It’s not unusual for an overwhelmed parent to forget a child’s immunization appointment, for someone living with diabetes to skip an exam, or for a busy woman to lose track of when she last had a mammogram. The case management team at Hudson Health Plan knows this all too well. That’s why we send postcards to our members reminding them it’s time to see a doctor, or sometimes call them directly and stay on the phone with them while they set up an appointment.

Our strategy of helping members take care of themselves is the key reason Hudson ranked highest in the 2009 Quality Incentive Program, the annual grading of Medicaid managed care plans by the New York State Department of Health (DOH). The top ranking underscores both the professionalism of Hudson’s health care providers, and the hard work and dedication every member of our staff performs daily. Hudson’s model is to deliver cost-effective care—in a culturally appropriate way—to nearly 100,000 members in the six New York state counties we serve.

The DOH’s Office of Health Insurance program annually measures the performance of all 20 Medicaid managed care plans in New York. Hudson scored 135.5 out of 150 points, for a final grade of 90 percent, well above the next highest grade of 79 percent. The emphasis of this annual assessment is on quality of care, and this year’s benchmarks focused on 17 measures, broken into three categories: quality measures, Consumer Assessment of Healthcare Providers and Systems (CAHPS) measures; and compliance measures.

 

Case Management at Work

The success of the outreach programs Hudson has put into place over the years, including mailings, phone calls to members, and education programs for health care professionals, are reflected in our high Quality Incentive Program scores. In addition, each of our initiatives contributes to the overall health and well-being of our members. The culture at Hudson is always to aim above the norm, and not be content with the status quo. Each day our clinical staff looks for ways to streamline processes to give members access to the best care possible.
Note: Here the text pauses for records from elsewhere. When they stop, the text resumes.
//! Upstream → Anthropic event-typed stream accumulation (spec.md §4.11
//! "Upstream → stream (event-typed)").
//!
//! Unlike the OpenAI dialect's flat delta chunks, Anthropic streams a
//! content-block lifecycle: blocks are opened, receive deltas, and are
//! closed in the same order the upstream produced the parts that back them
//! (spec.md §5 "Ordering").

use serde_json::{json, Value};

use crate::upstream::{UpstreamResponse, UsageMetadata};

#[derive(Debug, Clone)]
pub enum StreamEvent {
    MessageStart { message: Value },
    ContentBlockStart { index: usize, content_block: Value },
    ContentBlockDelta { index: usize, delta: Value },
    ContentBlockStop { index: usize },
    MessageDelta { stop_reason: String, output_tokens: u32 },
    MessageStop,
    Error { kind: String, message: String },
}

impl StreamEvent {
    pub fn event_name(&self) -> &'static str {
        match self {
            StreamEvent::MessageStart { .. } => "message_start",
            StreamEvent::ContentBlockStart { .. } => "content_block_start",
            StreamEvent::ContentBlockDelta { .. } => "content_block_delta",
            StreamEvent::ContentBlockStop { .. } => "content_block_stop",
            StreamEvent::MessageDelta { .. } => "message_delta",
            StreamEvent::MessageStop => "message_stop",
            StreamEvent::Error { .. } => "error",
        }
    }

    pub fn to_json(&self) -> Value {
        match self {
            StreamEvent::MessageStart { message } => json!({ "type": "message_start", "message": message }),
            StreamEvent::ContentBlockStart { index, content_block } => {
                json!({ "type": "content_block_start", "index": index, "content_block": content_block })
            }
            StreamEvent::ContentBlockDelta { index, delta } => {
                json!({ "type": "content_block_delta", "index": index, "delta": delta })
            }
            StreamEvent::ContentBlockStop { index } => json!({ "type": "content_block_stop", "index": index }),
            StreamEvent::MessageDelta { stop_reason, output_tokens } => json!({
                "type": "message_delta",
                "delta": { "stop_reason": stop_reason, "stop_sequence": null },
                "usage": { "output_tokens": output_tokens }
            }),
            StreamEvent::MessageStop => json!({ "type": "message_stop" }),
            StreamEvent::Error { kind, message } => json!({
                "type": "error",
                "error": { "type": kind, "message": message }
            }),
        }
    }

    /// Render as one `event: <name>\ndata: <json>\n\n` SSE record (spec.md §6).
    pub fn to_sse(&self) -> String {
        format!("event: {}\ndata: {}\n\n", self.event_name(), self.to_json())
    }
}

#[derive(Debug, Clone, Copy, PartialEq, Eq)]
enum OpenKind {
    Thinking,
    Text,
}

pub struct StreamAccumulator {
    model: String,
    message_started: bool,
    open_block: Option<(usize, OpenKind)>,
    next_index: usize,
    any_tool_call: bool,
    last_finish_reason: Option<String>,
    is_complete: bool,
}

impl StreamAccumulator {
    pub fn new(model: impl Into<String>) -> Self {
        Self {
            model: model.into(),
            message_started: false,
            open_block: None,
            next_index: 0,
            any_tool_call: false,
            last_finish_reason: None,
            is_complete: false,
        }
    }

    pub fn is_complete(&self) -> bool {
        self.is_complete
    }

    fn message_start_event(&self) -> StreamEvent {
        StreamEvent::MessageStart {
            message: json!({
                "id": format!("msg_{}", uuid::Uuid::new_v4().as_simple()),
                "type": "message",
                "role": "assistant",
                "model": self.model,
                "content": [],
                "stop_reason": null,
                "stop_sequence": null,
                "usage": { "input_tokens": 0, "output_tokens": 0 }
            }),
        }
    }

    /// Process one upstream chunk, returning the client events it produces
    /// in order (spec.md §4.11 "Upstream → stream (event-typed)").
    pub fn on_chunk(&mut self, chunk: &UpstreamResponse) -> Vec<StreamEvent> {
        let mut out = Vec::new();
        if !self.message_started {
            out.push(self.message_start_event());
            self.message_started = true;
        }

        if let Some(candidate) = chunk.candidates.first() {
            if let Some(reason) = &candidate.finish_reason {
                self.last_finish_reason = Some(reason.clone());
            }

            for part in &candidate.content.parts {
                if let Some(call) = &part.function_call {
                    self.any_tool_call = true;
                    if let Some((idx, _)) = self.open_block.take() {
                        out.push(StreamEvent::ContentBlockStop { index: idx });
                    }
                    let idx = self.next_index;
                    self.next_index += 1;
                    let id = call.id.clone().unwrap_or_else(common::ids::tool_call_id);
                    out.push(StreamEvent::ContentBlockStart {
                        index: idx,
                        content_block: json!({
                            "type": "tool_use", "id": id, "name": call.name, "input": {}
                        }),
                    });
                    let partial_json =
                        serde_json::to_string(&call.args).unwrap_or_else(|_| "{}".to_string());
                    out.push(StreamEvent::ContentBlockDelta {
                        index: idx,
                        delta: json!({ "type": "input_json_delta", "partial_json": partial_json }),
                    });
                    out.push(StreamEvent::ContentBlockStop { index: idx });
                    continue;
                }

                if let Some(text) = &part.text {
                    let kind = if part.is_thought() { OpenKind::Thinking } else { OpenKind::Text };
                    let idx = match self.open_block {
                        Some((idx, open_kind)) if open_kind == kind => idx,
                        Some((idx, _)) => {
                            out.push(StreamEvent::ContentBlockStop { index: idx });
                            let new_idx = self.next_index;
                            self.next_index += 1;
                            let block = match kind {
                                OpenKind::Thinking => json!({ "type": "thinking", "thinking": "" }),
                                OpenKind::Text => json!({ "type": "text", "text": "" }),
                            };
                            out.push(StreamEvent::ContentBlockStart { index: new_idx, content_block: block });
                            self.open_block = Some((new_idx, kind));
                            new_idx
                        }
                        None => {
                            let new_idx = self.next_index;
                            self.next_index += 1;
                            let block = match kind {
                                OpenKind::Thinking => json!({ "type": "thinking", "thinking": "" }),
                                OpenKind::Text => json!({ "type": "text", "text": "" }),
                            };
                            out.push(StreamEvent::ContentBlockStart { index: new_idx, content_block: block });
                            self.open_block = Some((new_idx, kind));
                            new_idx
                        }
                    };
                    let delta = match kind {
                        OpenKind::Thinking => json!({ "type": "thinking_delta", "thinking": text }),
                        OpenKind::Text => json!({ "type": "text_delta", "text": text }),
                    };
                    out.push(StreamEvent::ContentBlockDelta { index: idx, delta });
                }
            }
        }

        if let Some(usage) = &chunk.usage_metadata {
            if usage.candidates_token_count > 0 {
                out.extend(self.completion_events(usage));
            }
        }

        out
    }

    fn completion_events(&mut self, usage: &UsageMetadata) -> Vec<StreamEvent> {
        self.is_complete = true;
        let mut out = Vec::new();
        if let Some((idx, _)) = self.open_block.take() {
            out.push(StreamEvent::ContentBlockStop { index: idx });
        }
        out.push(StreamEvent::MessageDelta {
            stop_reason: self.determine_stop_reason(),
            output_tokens: usage.candidates_token_count,
        });
        out.push(StreamEvent::MessageStop);
        out
    }

    /// If upstream ends before a usage-bearing chunk, synthesize the closing
    /// sequence (spec.md §4.11 point 4).
    pub fn finalize(&mut self) -> Vec<StreamEvent> {
        if self.is_complete {
            return Vec::new();
        }
        self.is_complete = true;
        let mut out = Vec::new();
        if let Some((idx, _)) = self.open_block.take() {
            out.push(StreamEvent::ContentBlockStop { index: idx });
        }
        out.push(StreamEvent::MessageDelta {
            stop_reason: self.determine_stop_reason(),
            output_tokens: 0,
        });
        out.push(StreamEvent::MessageStop);
        out
    }

    fn determine_stop_reason(&self) -> String {
        if self.any_tool_call {
            return "tool_use".to_string();
        }
        match self.last_finish_reason.as_deref() {
            Some("MAX_TOKENS") => "max_tokens".to_string(),
            _ => "end_turn".to_string(),
        }
    }
}

#[cfg(test)]
mod tests {
    use super::*;
    use crate::upstream::{Candidate, Content, FunctionCall, Part};
    use serde_json::json as jsonmacro;

    fn chunk(parts: Vec<Part>, finish_reason: Option<&str>) -> UpstreamResponse {
        UpstreamResponse {
            candidates: vec![Candidate {
                content: Content { role: "model".to_string(), parts },
                finish_reason: finish_reason.map(str::to_string),
            }],
            usage_metadata: None,
        }
    }

    #[test]
    fn thinking_then_text_then_usage_matches_spec_sequence() {
        let mut acc = StreamAccumulator::new("claude-sonnet-4-5");
        let mut events = Vec::new();
        events.extend(acc.on_chunk(&chunk(
            vec![Part { thought: Some(true), text: Some("think…".into()), ..Default::default() }],
            None,
        )));
        events.extend(acc.on_chunk(&chunk(vec![Part::text("answer")], None)));
        let usage_chunk = UpstreamResponse {
            candidates: vec![Candidate { content: Content::default(), finish_reason: Some("STOP".to_string()) }],
            usage_metadata: Some(UsageMetadata { prompt_token_count: 1, candidates_token_count: 2, total_token_count: 3 }),
        };
        events.extend(acc.on_chunk(&usage_chunk));

        let names: Vec<&str> = events.iter().map(|e| e.event_name()).collect();
        assert_eq!(
            names,
            vec![
                "message_start",
                "content_block_start",
                "content_block_delta",
                "content_block_start",
                "content_block_delta",
                "content_block_stop",
                "content_block_stop",
                "message_delta",
                "message_stop",
            ]
        );
        assert!(acc.is_complete());
    }

    #[test]
    fn tool_use_block_opens_deltas_and_closes_immediately() {
        let mut acc = StreamAccumulator::new("claude-sonnet-4-5");
        let events = acc.on_chunk(&chunk(
            vec![Part {
                function_call: Some(FunctionCall { id: Some("toolu_1".into()), name: "lookup".into(), args: jsonmacro!({"q":"x"}) }),
                ..Default::default()
            }],
            None,
        ));
        let names: Vec<&str> = events.iter().map(|e| e.event_name()).collect();
        assert_eq!(
            names,
            vec!["message_start", "content_block_start", "content_block_delta", "content_block_stop"]
        );
    }

    #[test]
    fn finalize_synthesizes_closing_sequence_when_stream_ends_early() {
        let mut acc = StreamAccumulator::new("claude-sonnet-4-5");
        acc.on_chunk(&chunk(vec![Part::text("partial")], None));
        let events = acc.finalize();
        let names: Vec<&str> = events.iter().map(|e| e.event_name()).collect();
        assert_eq!(names, vec!["content_block_stop", "message_delta", "message_stop"]);
        assert!(acc.finalize().is_empty());
    }

    #[test]
    fn sse_rendering_includes_event_and_data_lines() {
        let event = StreamEvent::MessageStop;
        let rendered = event.to_sse();
        assert!(rendered.starts_with("event: message_stop\ndata: "));
        assert!(rendered.ends_with("\n\n"));
    }
}
//! Antigravity gateway: protocol-translating reverse proxy (spec.md §1-§2)
//!
//! Wires the credential store, OAuth refresher, project resolver, quota
//! tracker, selector, and dispatcher together behind the OpenAI and
//! Anthropic dialect HTTP surfaces (spec.md §6).

mod auth;
mod config;
mod error;
mod handlers;
mod metrics;
mod state;

use anyhow::{Context, Result};
use axum::Router;
use axum::routing::{get, post};
use tokio::net::TcpListener;
use tracing::info;
use tracing_subscriber::EnvFilter;
use tracing_subscriber::{layer::SubscriberExt, util::SubscriberInitExt};

use crate::config::Config;
use crate::state::AppState;

#[tokio::main]
async fn main() -> Result<()> {
    tracing_subscriber::registry()
        .with(
            EnvFilter::try_from_env("LOG_LEVEL")
                .or_else(|_| EnvFilter::try_from_default_env())
                .unwrap_or_else(|_| EnvFilter::new("info")),
        )
        .with(tracing_subscriber::fmt::layer().json())
        .init();

    info!("starting antigravity-gateway");

    let config = Config::from_env().context("failed to load configuration")?;
    let port = config.port;
    let accounts_configured = config.accounts.len();

    let metrics_handle = metrics::install_recorder();
    let state = AppState::build(config, metrics_handle).await;

    info!(accounts_configured, port, "configuration loaded");

    let app = build_router(state);

    let addr = format!("0.0.0.0:{port}");
    let listener = TcpListener::bind(&addr)
        .await
        .with_context(|| format!("failed to bind to {addr}"))?;

    info!(%addr, "listening");

    axum::serve(listener, app)
        .with_graceful_shutdown(shutdown_signal())
        .await
        .context("server error")?;

    info!("shutdown complete");
    Ok(())
}

fn build_router(state: AppState) -> Router {
    Router::new()
        .route("/health", get(handlers::health::health))
        .route("/metrics", get(handlers::health::metrics))
        .route("/v1/chat/completions", post(handlers::chat::chat_completions))
        .route("/v1/messages", post(handlers::messages::messages))
        .route("/v1/models", get(handlers::models::list_models))
        .route("/v1/quota", get(handlers::quota::quota))
        .with_state(state)
}

/// Wait for SIGTERM or SIGINT for graceful shutdown. In-flight streaming
/// dispatches are allowed to finish (SPEC_FULL.md "Graceful shutdown").
async fn shutdown_signal() {
    let ctrl_c = async {
        tokio::signal::ctrl_c()
            .await
            .expect("failed to install Ctrl+C handler");
    };

    #[cfg(unix)]
    let terminate = async {
        tokio::signal::unix::signal(tokio::signal::unix::SignalKind::terminate())
            .expect("failed to install SIGTERM handler")
            .recv()
            .await;
    };

    #[cfg(not(unix))]
    let terminate = std::future::pending::<()>();

    tokio::select! {
        _ = ctrl_c => info!("received SIGINT, shutting down"),
        _ = terminate => info!("received SIGTERM, shutting down"),
    }
}

#[cfg(test)]
mod tests {
    use super::*;
    use axum::body::Body;
    use axum::http::Request;
    use common::Secret;
    use tower::ServiceExt;

    fn test_config() -> Config {
        Config {
            port: 0,
            proxy_api_key: None,
            client_id: "test-client".to_string(),
            client_secret: Secret::new("test-secret".to_string()),
            cooldown_duration_ms: 60_000,
            max_retry_accounts: 3,
            accounts: vec![],
        }
    }

    #[tokio::test]
    async fn health_route_reports_unhealthy_with_no_accounts() {
        let state = AppState::build(test_config(), metrics::install_recorder()).await;
        let app = build_router(state);

        let response = app
            .oneshot(Request::builder().uri("/health").body(Body::empty()).unwrap())
            .await
            .unwrap();

        assert_eq!(response.status(), axum::http::StatusCode::OK);
        let body = axum::body::to_bytes(response.into_body(), usize::MAX)
            .await
            .unwrap();
        let value: serde_json::Value = serde_json::from_slice(&body).unwrap();
        assert_eq!(value["status"], "unhealthy");
        assert_eq!(value["accounts_total"], 0);
    }
}
//! Selector (spec.md C5 / §4.5)
//!
//! Scores ready accounts so that fresh-quota, least-used,
//! least-recently-used accounts win, and never-used accounts get a chance
//! to warm in ahead of ones that have seen heavy traffic.

use credentials::{Account, AccountStore};

use crate::quota::{QuotaStatus, QuotaTracker};

const NEVER_USED_BONUS: f64 = 4000.0;
const RECENCY_CAP_SECONDS: f64 = 3600.0;
const QUOTA_WEIGHT: f64 = 1000.0;
const EXHAUSTED_PENALTY: f64 = -5000.0;
const USAGE_WEIGHT: f64 = -0.1;

pub struct Selector<'a> {
    store: &'a AccountStore,
    quota: &'a QuotaTracker,
}

impl<'a> Selector<'a> {
    pub fn new(store: &'a AccountStore, quota: &'a QuotaTracker) -> Self {
        Self { store, quota }
    }

    /// Pick one ready account, optionally scored against a model's quota
    /// (spec.md §4.5). Lazily expires cooldowns first.
    pub async fn pick(&self, model: Option<&str>) -> Option<Account> {
        let ready = self.store.ready_accounts().await;
        if ready.is_empty() {
            return None;
        }

        let mut best: Option<(f64, Account)> = None;
        for account in ready {
            let score = self.score(&account, model).await;
            match &best {
                Some((best_score, _)) if *best_score >= score => {}
                _ => best = Some((score, account)),
            }
        }
        best.map(|(_, account)| account)
    }

    async fn score(&self, account: &Account, model: Option<&str>) -> f64 {
        let mut score = 0.0;

        if let Some(model) = model {
            if let Some((remaining_fraction, status)) = self.quota.entry(&account.id, model).await
            {
                score += QUOTA_WEIGHT * remaining_fraction;
                if status == QuotaStatus::Exhausted {
                    score += EXHAUSTED_PENALTY;
                }
            }
        }

        score += USAGE_WEIGHT * account.request_count as f64;

        score += match account.last_used {
            None => NEVER_USED_BONUS,
            Some(last_used_ms) => {
                let now = common::time::now_millis();
                let elapsed_secs = now.saturating_sub(last_used_ms) as f64 / 1000.0;
                elapsed_secs.min(RECENCY_CAP_SECONDS)
            }
        };

        score
    }
}

#[cfg(test)]
mod tests {
    use super::*;
    use credentials::NewCredential;

    fn credential(email: &str) -> NewCredential {
        NewCredential {
            email: email.to_string(),
            access_token: "at".into(),
            refresh_token: "rt".into(),
            expiry_date: common::time::now_millis() + 3_600_000,
            project_id: None,
        }
    }

    #[tokio::test]
    async fn returns_none_when_pool_empty() {
        let store = AccountStore::new(60_000);
        let quota = QuotaTracker::new("http://unused.invalid", reqwest::Client::new());
        let selector = Selector::new(&store, &quota);
        assert!(selector.pick(None).await.is_none());
    }

    #[tokio::test]
    async fn prefers_never_used_account() {
        let store = AccountStore::new(60_000);
        let quota = QuotaTracker::new("http://unused.invalid", reqwest::Client::new());
        let used = store.add(credential("used@example.com")).await;
        let fresh = store.add(credential("fresh@example.com")).await;
        store.mark_success(&used.id).await.unwrap();

        let selector = Selector::new(&store, &quota);
        let picked = selector.pick(None).await.unwrap();
        assert_eq!(picked.id, fresh.id);
    }

    #[tokio::test]
    async fn skips_accounts_in_cooldown() {
        let store = AccountStore::new(3_600_000);
        let quota = QuotaTracker::new("http://unused.invalid", reqwest::Client::new());
        let cooling = store.add(credential("cooling@example.com")).await;
        let ready = store.add(credential("ready@example.com")).await;
        store.mark_cooldown(&cooling.id).await.unwrap();

        let selector = Selector::new(&store, &quota);
        let picked = selector.pick(None).await.unwrap();
        assert_eq!(picked.id, ready.id);
    }

    #[tokio::test]
    async fn heavier_usage_scores_lower() {
        let store = AccountStore::new(60_000);
        let quota = QuotaTracker::new("http://unused.invalid", reqwest::Client::new());
        let light = store.add(credential("light@example.com")).await;
        let heavy = store.add(credential("heavy@example.com")).await;
        for _ in 0..50 {
            store.mark_success(&heavy.id).await.unwrap();
        }
        store.mark_success(&light.id).await.unwrap();

        let selector = Selector::new(&store, &quota);
        let picked = selector.pick(None).await.unwrap();
        assert_eq!(picked.id, light.id);
    }
}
Hudson also helps its provider network deliver the same. We know each one of our providers wants to provide quality care; unfortunately, some medical offices do not have adequate systems in place. We began pay-for-performance (P4P) bonus incentives a decade ago to offer financial support to physicians so they can invest in processes and technology that facilitate best practices. Every physician receives an incentive for participating, and since P4P began, we’ve invested more than $3 million in bonus incentives.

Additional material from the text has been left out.